[Saved entries]
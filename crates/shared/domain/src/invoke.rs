use serde::{Deserialize, Serialize};
use serde_json::Value;
use strum_macros::{AsRefStr, Display, EnumIter, EnumString};

/// Operations embedded web content may ask the host application to perform.
#[derive(
    Debug,
    Clone,
    Copy,
    PartialEq,
    Eq,
    Hash,
    Serialize,
    Deserialize,
    Display,
    EnumString,
    AsRefStr,
    EnumIter,
)]
#[serde(rename_all = "camelCase")]
#[strum(serialize_all = "camelCase")]
pub enum InvocationName {
    NavigateTo,
    NavigateBack,
    SwitchTab,
    ReLaunch,
    RedirectTo,
    PostMessage,
}

/// One inbound web-invoke message: `{ "name": ..., "arg": ... }`.
#[derive(Debug, Clone, PartialEq, Serialize, Deserialize)]
pub struct InvocationRequest {
    pub name: InvocationName,
    /// Forwarded to the application service as-is.
    #[serde(default)]
    pub arg: Value,
}

impl InvocationRequest {
    #[must_use]
    pub const fn new(name: InvocationName, arg: Value) -> Self {
        Self { name, arg }
    }
}

/// Page(s) the message originated from.
#[derive(Debug, Clone, PartialEq, Eq, Serialize, Deserialize)]
#[serde(untagged)]
pub enum PageTarget {
    Single(u64),
    Many(Vec<u64>),
}

impl PageTarget {
    #[must_use]
    pub fn ids(&self) -> &[u64] {
        match self {
            Self::Single(id) => std::slice::from_ref(id),
            Self::Many(ids) => ids,
        }
    }
}

impl From<u64> for PageTarget {
    fn from(id: u64) -> Self {
        Self::Single(id)
    }
}

impl From<Vec<u64>> for PageTarget {
    fn from(ids: Vec<u64>) -> Self {
        Self::Many(ids)
    }
}
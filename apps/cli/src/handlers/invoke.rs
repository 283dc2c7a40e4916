use crate::args::InvokeArgs;
use anyhow::{Context, Result};
use serde_json::Value;
use std::convert::Infallible;
use tracing::info;
use uni::domain::invoke::PageTarget;
use uni::webview::{AppService, WebInvokeDispatcher};

/// App service of the command line host: there is no runtime to drive, so each
/// capability call is logged.
#[derive(Debug, Clone, Copy, Default)]
pub struct TracingAppService;

impl TracingAppService {
    #[allow(clippy::unnecessary_wraps)]
    fn call(capability: &'static str, arg: &Value) -> Result<(), Infallible> {
        info!(capability, %arg, "App service call");
        Ok(())
    }
}

impl AppService for TracingAppService {
    type Error = Infallible;

    fn navigate_to(&self, arg: Value) -> Result<(), Self::Error> {
        Self::call("navigateTo", &arg)
    }

    fn navigate_back(&self, arg: Value) -> Result<(), Self::Error> {
        Self::call("navigateBack", &arg)
    }

    fn switch_tab(&self, arg: Value) -> Result<(), Self::Error> {
        Self::call("switchTab", &arg)
    }

    fn re_launch(&self, arg: Value) -> Result<(), Self::Error> {
        Self::call("reLaunch", &arg)
    }

    fn redirect_to(&self, arg: Value) -> Result<(), Self::Error> {
        Self::call("redirectTo", &arg)
    }

    fn post_message(&self, arg: Value) -> Result<(), Self::Error> {
        Self::call("postMessage", &arg)
    }
}

/// Dispatches one inbound message through [`TracingAppService`].
///
/// # Errors
/// Returns an error if the message cannot be decoded.
pub fn dispatch_message(args: &InvokeArgs) -> Result<()> {
    let page_id = match args.page_ids.as_slice() {
        [id] => PageTarget::Single(*id),
        ids => PageTarget::Many(ids.to_vec()),
    };

    WebInvokeDispatcher::new(TracingAppService)
        .dispatch_json(&args.message, &page_id)
        .context("Failed to dispatch web invoke message")
}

→ Task prompt: Report how many lines in the data contain the word "inbound", with no words besides the number.

→ Your solution: 2